The packaging presents the character-dispensers facing forward in individual transparent plastic niches, with the words “Star Trek” and “Pez” each in iconic typography on the two upper corners, and an illustrated panel spanning the entire 14"-width at the bottom featuring a photoreproduction of Kirk looking thoughtful, the Enterprise looking imposing as it flies overhead, and a big yellow-and-red legend to the right that reads, “COLLECTOR’S SERIES.” There’s even a little medallion of the Stars and Stripes, proudly proclaiming that the candy (total net wt 3.48 oz) is Made in U.S.A.  And most impressive of all, there’s a holographic sticker near the top that informs me that this is 192,723 of only 250,000 of these sets. 

It goes way, way beyond geeky, circling back to mega-cool.  Zach was hell-bent to open it up and start eating candy as soon as he saw it but HELL NOES that was not going to happen.  I went and got him some disney-character one-off pez dispensers to placate him and took the Trek Pez Set to work with me, where it keeps me vigilant company as I do whatever the hell it is I do here. 

Lately I have realized that each of the eight dispensers actually embodies an unspoken line of text - something it would say if its molded plastic lips could speak.  And now I will share these pearls of pez-dom with you.  I do this because I care.  And because I think they’ll jump me if I don’t do their bidding.
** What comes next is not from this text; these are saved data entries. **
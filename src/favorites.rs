use std::collections::{BTreeMap, HashSet};
use std::sync::Arc;
use std::sync::mpsc::Receiver;

use serde::{Deserialize, Serialize};
use serde_json::Value;

use crate::docstore::{Db, FieldUpdate};
use crate::errors::{ErrorSink, StoreError};
use crate::local_store::{GUEST_FAVORITES_KEY, LocalStorage};

#[derive(Debug, Clone, Copy, PartialEq, Eq, Hash)]
pub enum FavoriteKind {
    League,
    Team,
    Player,
    CrownedTeam,
}

impl FavoriteKind {
    pub fn field(self) -> &'static str {
        match self {
            FavoriteKind::League => "leagues",
            FavoriteKind::Team => "teams",
            FavoriteKind::Player => "players",
            FavoriteKind::CrownedTeam => "crownedTeams",
        }
    }
}

#[derive(Debug, Clone, PartialEq, Eq, Serialize, Deserialize, Default)]
pub struct LeagueFavorite {
    pub name: String,
    #[serde(default)]
    pub logo: String,
}

#[derive(Debug, Clone, PartialEq, Eq, Serialize, Deserialize, Default)]
pub struct TeamFavorite {
    pub name: String,
    #[serde(default)]
    pub logo: String,
    #[serde(rename = "type", default)]
    pub team_type: String,
}

#[derive(Debug, Clone, PartialEq, Eq, Serialize, Deserialize, Default)]
pub struct PlayerFavorite {
    pub name: String,
    #[serde(default)]
    pub photo: String,
    #[serde(default)]
    pub team: Option<String>,
}

#[derive(Debug, Clone, PartialEq, Eq, Serialize, Deserialize, Default)]
pub struct CrownedTeam {
    #[serde(default)]
    pub note: String,
}

#[derive(Debug, Clone, PartialEq, Eq)]
pub enum FavoriteValue {
    League(LeagueFavorite),
    Team(TeamFavorite),
    Player(PlayerFavorite),
    Crowned(CrownedTeam),
}

impl FavoriteValue {
    pub fn kind(&self) -> FavoriteKind {
        match self {
            FavoriteValue::League(_) => FavoriteKind::League,
            FavoriteValue::Team(_) => FavoriteKind::Team,
            FavoriteValue::Player(_) => FavoriteKind::Player,
            FavoriteValue::Crowned(_) => FavoriteKind::CrownedTeam,
        }
    }

    fn to_json(&self) -> Value {
        let value = match self {
            FavoriteValue::League(v) => serde_json::to_value(v),
            FavoriteValue::Team(v) => serde_json::to_value(v),
            FavoriteValue::Player(v) => serde_json::to_value(v),
            FavoriteValue::Crowned(v) => serde_json::to_value(v),
        };
        value.unwrap_or(Value::Null)
    }
}

#[derive(Debug, Clone, PartialEq, Eq, Serialize, Deserialize, Default)]
#[serde(rename_all = "camelCase")]
pub struct Favorites {
    #[serde(default)]
    pub leagues: BTreeMap<u32, LeagueFavorite>,
    #[serde(default)]
    pub teams: BTreeMap<u32, TeamFavorite>,
    #[serde(default)]
    pub players: BTreeMap<u32, PlayerFavorite>,
    #[serde(default)]
    pub crowned_teams: BTreeMap<u32, CrownedTeam>,
}

impl Favorites {
    pub fn contains(&self, kind: FavoriteKind, id: u32) -> bool {
        match kind {
            FavoriteKind::League => self.leagues.contains_key(&id),
            FavoriteKind::Team => self.teams.contains_key(&id),
            FavoriteKind::Player => self.players.contains_key(&id),
            FavoriteKind::CrownedTeam => self.crowned_teams.contains_key(&id),
        }
    }

    pub fn insert(&mut self, id: u32, value: FavoriteValue) {
        match value {
            FavoriteValue::League(v) => {
                self.leagues.insert(id, v);
            }
            FavoriteValue::Team(v) => {
                self.teams.insert(id, v);
            }
            FavoriteValue::Player(v) => {
                self.players.insert(id, v);
            }
            FavoriteValue::Crowned(v) => {
                self.crowned_teams.insert(id, v);
            }
        }
    }

    pub fn remove(&mut self, kind: FavoriteKind, id: u32) -> bool {
        match kind {
            FavoriteKind::League => self.leagues.remove(&id).is_some(),
            FavoriteKind::Team => self.teams.remove(&id).is_some(),
            FavoriteKind::Player => self.players.remove(&id).is_some(),
            FavoriteKind::CrownedTeam => self.crowned_teams.remove(&id).is_some(),
        }
    }

    pub fn len(&self) -> usize {
        self.leagues.len() + self.teams.len() + self.players.len() + self.crowned_teams.len()
    }

    pub fn is_empty(&self) -> bool {
        self.len() == 0
    }

    /// Missing or malformed documents read as "no favorites".
    pub fn from_snapshot(snapshot: Option<&Value>) -> Self {
        snapshot
            .and_then(|v| serde_json::from_value(v.clone()).ok())
            .unwrap_or_default()
    }
}

pub fn favorites_path(uid: &str) -> String {
    format!("users/{uid}/favorites/data")
}

/// Entities guests may favorite without an account.
#[derive(Debug, Clone)]
pub struct PopularCatalog {
    entries: HashSet<(FavoriteKind, u32)>,
}

impl PopularCatalog {
    pub fn new(entries: impl IntoIterator<Item = (FavoriteKind, u32)>) -> Self {
        Self {
            entries: entries.into_iter().collect(),
        }
    }

    pub fn contains(&self, kind: FavoriteKind, id: u32) -> bool {
        self.entries.contains(&(kind, id))
    }

    pub fn ids(&self, kind: FavoriteKind) -> Vec<u32> {
        let mut ids: Vec<u32> = self
            .entries
            .iter()
            .filter(|(k, _)| *k == kind)
            .map(|(_, id)| *id)
            .collect();
        ids.sort_unstable();
        ids
    }
}

impl Default for PopularCatalog {
    fn default() -> Self {
        const LEAGUES: &[u32] = &[1, 2, 3, 39, 61, 78, 135, 140];
        const TEAMS: &[u32] = &[33, 40, 42, 49, 50, 85, 157, 496, 505, 529, 530, 541];
        const PLAYERS: &[u32] = &[154, 278, 306, 874, 1100];
        let entries = LEAGUES
            .iter()
            .map(|id| (FavoriteKind::League, *id))
            .chain(TEAMS.iter().map(|id| (FavoriteKind::Team, *id)))
            .chain(TEAMS.iter().map(|id| (FavoriteKind::CrownedTeam, *id)))
            .chain(PLAYERS.iter().map(|id| (FavoriteKind::Player, *id)));
        Self::new(entries)
    }
}

#[derive(Debug, Clone, Copy, PartialEq, Eq)]
pub enum RejectReason {
    NotPopular,
    NoLocalStorage,
    NotFavorited,
}

#[derive(Debug, Clone, Copy, PartialEq, Eq)]
pub enum ToggleOutcome {
    Added,
    Removed,
    Updated,
    Rejected(RejectReason),
    /// The write failed; local state is back to what it was before the call.
    RolledBack,
}

/// Single read/toggle path for favorites, signed in or not.
///
/// Changes are applied locally first, then only the changed key is written.
/// A failed write restores the previous local state and is reported on the sink.
pub struct FavoritesSync {
    db: Db,
    local: Option<LocalStorage>,
    popular: PopularCatalog,
    sink: Arc<dyn ErrorSink>,
    state: Favorites,
    feed: Option<Receiver<Option<Value>>>,
}

impl FavoritesSync {
    pub fn new(
        db: Db,
        local: Option<LocalStorage>,
        popular: PopularCatalog,
        sink: Arc<dyn ErrorSink>,
    ) -> Self {
        Self {
            db,
            local,
            popular,
            sink,
            state: Favorites::default(),
            feed: None,
        }
    }

    pub fn favorites(&self) -> &Favorites {
        &self.state
    }

    pub fn popular(&self) -> &PopularCatalog {
        &self.popular
    }

    pub fn is_guest(&self) -> bool {
        !self.db.session().is_signed_in()
    }

    pub fn is_favorite(&self, kind: FavoriteKind, id: u32) -> bool {
        self.state.contains(kind, id)
    }

    /// Signed in: follow the remote document. Guest: load the local snapshot.
    pub fn subscribe(&mut self) -> Result<(), StoreError> {
        match self.db.session().uid().map(favorites_path) {
            Some(path) => {
                let rx = self.db.subscribe(&path)?;
                self.feed = Some(rx);
                self.poll();
            }
            None => {
                self.state = self
                    .local
                    .as_ref()
                    .and_then(|local| local.get::<Favorites>(GUEST_FAVORITES_KEY))
                    .unwrap_or_default();
            }
        }
        Ok(())
    }

    /// Applies the newest pending remote snapshot, if any.
    pub fn poll(&mut self) -> bool {
        let Some(rx) = self.feed.as_ref() else {
            return false;
        };
        let mut latest = None;
        while let Ok(snapshot) = rx.try_recv() {
            latest = Some(snapshot);
        }
        match latest {
            Some(snapshot) => {
                self.apply_snapshot(snapshot.as_ref());
                true
            }
            None => false,
        }
    }

    pub fn apply_snapshot(&mut self, snapshot: Option<&Value>) {
        self.state = Favorites::from_snapshot(snapshot);
    }

    pub fn toggle(&mut self, id: u32, value: FavoriteValue) -> ToggleOutcome {
        let kind = value.kind();
        if self.is_guest() && !self.popular.contains(kind, id) {
            return ToggleOutcome::Rejected(RejectReason::NotPopular);
        }
        if self.is_guest() && self.local.is_none() {
            return ToggleOutcome::Rejected(RejectReason::NoLocalStorage);
        }

        let previous = self.state.clone();
        let field = format!("{}.{id}", kind.field());
        let (update, outcome) = if self.state.remove(kind, id) {
            (FieldUpdate::delete(field), ToggleOutcome::Removed)
        } else {
            let json = value.to_json();
            self.state.insert(id, value);
            (FieldUpdate::set(field, json), ToggleOutcome::Added)
        };
        self.commit(previous, update, outcome)
    }

    /// Edits the note on an already crowned team.
    pub fn set_crowned_note(&mut self, id: u32, note: &str) -> ToggleOutcome {
        let Some(current) = self.state.crowned_teams.get(&id) else {
            return ToggleOutcome::Rejected(RejectReason::NotFavorited);
        };
        if current.note == note {
            return ToggleOutcome::Updated;
        }
        if self.is_guest() && self.local.is_none() {
            return ToggleOutcome::Rejected(RejectReason::NoLocalStorage);
        }
        let previous = self.state.clone();
        self.state.crowned_teams.insert(
            id,
            CrownedTeam {
                note: note.to_string(),
            },
        );
        let update = FieldUpdate::set(
            format!("{}.{id}.note", FavoriteKind::CrownedTeam.field()),
            Value::String(note.to_string()),
        );
        self.commit(previous, update, ToggleOutcome::Updated)
    }

    fn commit(
        &mut self,
        previous: Favorites,
        update: FieldUpdate,
        outcome: ToggleOutcome,
    ) -> ToggleOutcome {
        match self.db.session().uid().map(favorites_path) {
            Some(path) => {
                if let Err(err) = self.db.update(&path, &[update]) {
                    tracing::warn!(%path, error = %err, "favorite write failed, rolling back");
                    self.state = previous;
                    self.sink.report(err);
                    return ToggleOutcome::RolledBack;
                }
            }
            None => {
                let Some(local) = self.local.as_ref() else {
                    self.state = previous;
                    return ToggleOutcome::Rejected(RejectReason::NoLocalStorage);
                };
                if let Err(err) = local.set(GUEST_FAVORITES_KEY, &self.state) {
                    tracing::warn!(error = %err, "guest favorites write failed, rolling back");
                    self.state = previous;
                    self.sink.report(StoreError::LocalWrite {
                        key: GUEST_FAVORITES_KEY.to_string(),
                        reason: format!("{err:#}"),
                    });
                    return ToggleOutcome::RolledBack;
                }
            }
        }
        outcome
    }
}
Kirk: “I’ve!  Never!  Felt!  More!  Alive!”
McCoy: “I’m a doctor, not a promotional plastic head on a tube of glucose lozenges, dammit!  Wait, no.  Oh, snap.”
Spock: “Please don’t do that to my head anymore.”
Uhura: “I’m getting a communication - and it’s delicious!”
The Enterprise: “Majel?  Is that you?”
Scotty: “She’s breaking up, Captain!  And the pieces are extruding from my throat!”
Chekov: “They put candies.... in my body....”
Sulu: “Gene?  Is that you?”

This has been another episode of, Why Toys Can’t Talk.  Today I get to have lunch with Patricia, who’s abandoning the left coast like a cheap Prada knockoff for the rich buttery leather of genuine east-coast Coach.  Damn, I’ll miss sharing a time-zone with her.  But then, tonight, I get to have a reunion supper with six or seven of the eight of us who lived in palatial splendor at 4008 Pine Street senior year of college in 1985-6, with three of our co-alumni joining up for good measure.  I’m excited - almost excited enough to forget that I only got about 2 hours of sleep last night.  Well, I think I’ll do better this evening once I eventually return home.  In the meantime, I’ve got 3.48 ounces of US-made pseudodilythium to keep me energized - even if only by its hermetically-sealed presence.  Set pez dispensers on stun!